▶ _Assignment_:
Reproduce word for word the line that contains "pub(crate) fn prepare_pull(&self, ctx: &PullContext)" and every line after it to the end of the records, with nothing else added.

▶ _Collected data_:
******

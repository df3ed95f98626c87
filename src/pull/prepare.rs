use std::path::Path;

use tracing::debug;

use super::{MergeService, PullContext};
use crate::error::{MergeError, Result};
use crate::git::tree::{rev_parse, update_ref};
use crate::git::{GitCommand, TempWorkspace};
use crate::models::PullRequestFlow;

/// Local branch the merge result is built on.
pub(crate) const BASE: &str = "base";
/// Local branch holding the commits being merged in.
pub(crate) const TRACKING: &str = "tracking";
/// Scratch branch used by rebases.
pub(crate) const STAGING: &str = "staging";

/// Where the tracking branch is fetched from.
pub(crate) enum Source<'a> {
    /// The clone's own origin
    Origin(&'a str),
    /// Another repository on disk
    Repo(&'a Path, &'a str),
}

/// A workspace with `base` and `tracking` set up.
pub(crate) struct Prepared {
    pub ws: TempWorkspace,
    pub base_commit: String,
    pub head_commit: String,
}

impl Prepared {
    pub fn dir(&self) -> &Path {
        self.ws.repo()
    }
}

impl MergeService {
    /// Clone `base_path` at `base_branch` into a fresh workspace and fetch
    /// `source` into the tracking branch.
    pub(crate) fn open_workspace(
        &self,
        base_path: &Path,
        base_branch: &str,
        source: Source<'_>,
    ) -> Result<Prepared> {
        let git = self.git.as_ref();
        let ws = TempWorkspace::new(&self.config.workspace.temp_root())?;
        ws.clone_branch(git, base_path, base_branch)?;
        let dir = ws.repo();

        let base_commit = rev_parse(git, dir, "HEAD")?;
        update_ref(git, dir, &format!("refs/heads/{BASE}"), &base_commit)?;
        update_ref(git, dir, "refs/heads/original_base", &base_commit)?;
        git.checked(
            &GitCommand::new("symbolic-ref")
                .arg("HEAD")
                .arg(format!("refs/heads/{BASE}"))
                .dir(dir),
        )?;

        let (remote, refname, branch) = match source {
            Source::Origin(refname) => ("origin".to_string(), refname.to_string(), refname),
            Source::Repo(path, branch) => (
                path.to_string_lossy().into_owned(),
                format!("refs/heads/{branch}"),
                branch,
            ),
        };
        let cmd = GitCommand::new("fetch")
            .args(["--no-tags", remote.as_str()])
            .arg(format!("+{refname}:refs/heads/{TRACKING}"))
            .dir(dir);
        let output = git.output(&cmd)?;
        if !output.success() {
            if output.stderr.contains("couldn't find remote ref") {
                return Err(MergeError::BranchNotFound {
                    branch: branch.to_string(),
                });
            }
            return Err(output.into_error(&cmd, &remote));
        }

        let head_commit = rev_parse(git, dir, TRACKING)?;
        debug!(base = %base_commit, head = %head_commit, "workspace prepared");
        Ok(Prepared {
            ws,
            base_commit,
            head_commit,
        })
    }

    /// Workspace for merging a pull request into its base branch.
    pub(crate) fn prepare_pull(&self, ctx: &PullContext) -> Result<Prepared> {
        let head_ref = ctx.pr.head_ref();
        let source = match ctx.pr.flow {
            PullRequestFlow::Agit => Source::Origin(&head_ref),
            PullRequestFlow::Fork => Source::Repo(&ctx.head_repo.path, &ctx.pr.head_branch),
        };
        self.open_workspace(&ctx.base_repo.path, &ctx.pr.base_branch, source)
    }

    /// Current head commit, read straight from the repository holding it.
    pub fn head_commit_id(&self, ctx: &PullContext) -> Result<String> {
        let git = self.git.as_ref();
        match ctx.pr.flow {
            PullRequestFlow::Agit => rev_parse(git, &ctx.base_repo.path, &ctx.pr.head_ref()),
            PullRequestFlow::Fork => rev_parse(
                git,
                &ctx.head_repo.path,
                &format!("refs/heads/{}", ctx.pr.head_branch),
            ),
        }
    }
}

******

▶ _Exercise result_:
    pub(crate) fn prepare_pull(&self, ctx: &PullContext) -> Result<Prepared> {
        let head_ref = ctx.pr.head_ref();
        let source = match ctx.pr.flow {
            PullRequestFlow::Agit => Source::Origin(&head_ref),
            PullRequestFlow::Fork => Source::Repo(&ctx.head_repo.path, &ctx.pr.head_branch),
        };
        self.open_workspace(&ctx.base_repo.path, &ctx.pr.base_branch, source)
    }

    /// Current head commit, read straight from the repository holding it.
    pub fn head_commit_id(&self, ctx: &PullContext) -> Result<String> {
        let git = self.git.as_ref();
        match ctx.pr.flow {
            PullRequestFlow::Agit => rev_parse(git, &ctx.base_repo.path, &ctx.pr.head_ref()),
            PullRequestFlow::Fork => rev_parse(
                git,
                &ctx.head_repo.path,
                &format!("refs/heads/{}", ctx.pr.head_branch),
            ),
        }
    }
}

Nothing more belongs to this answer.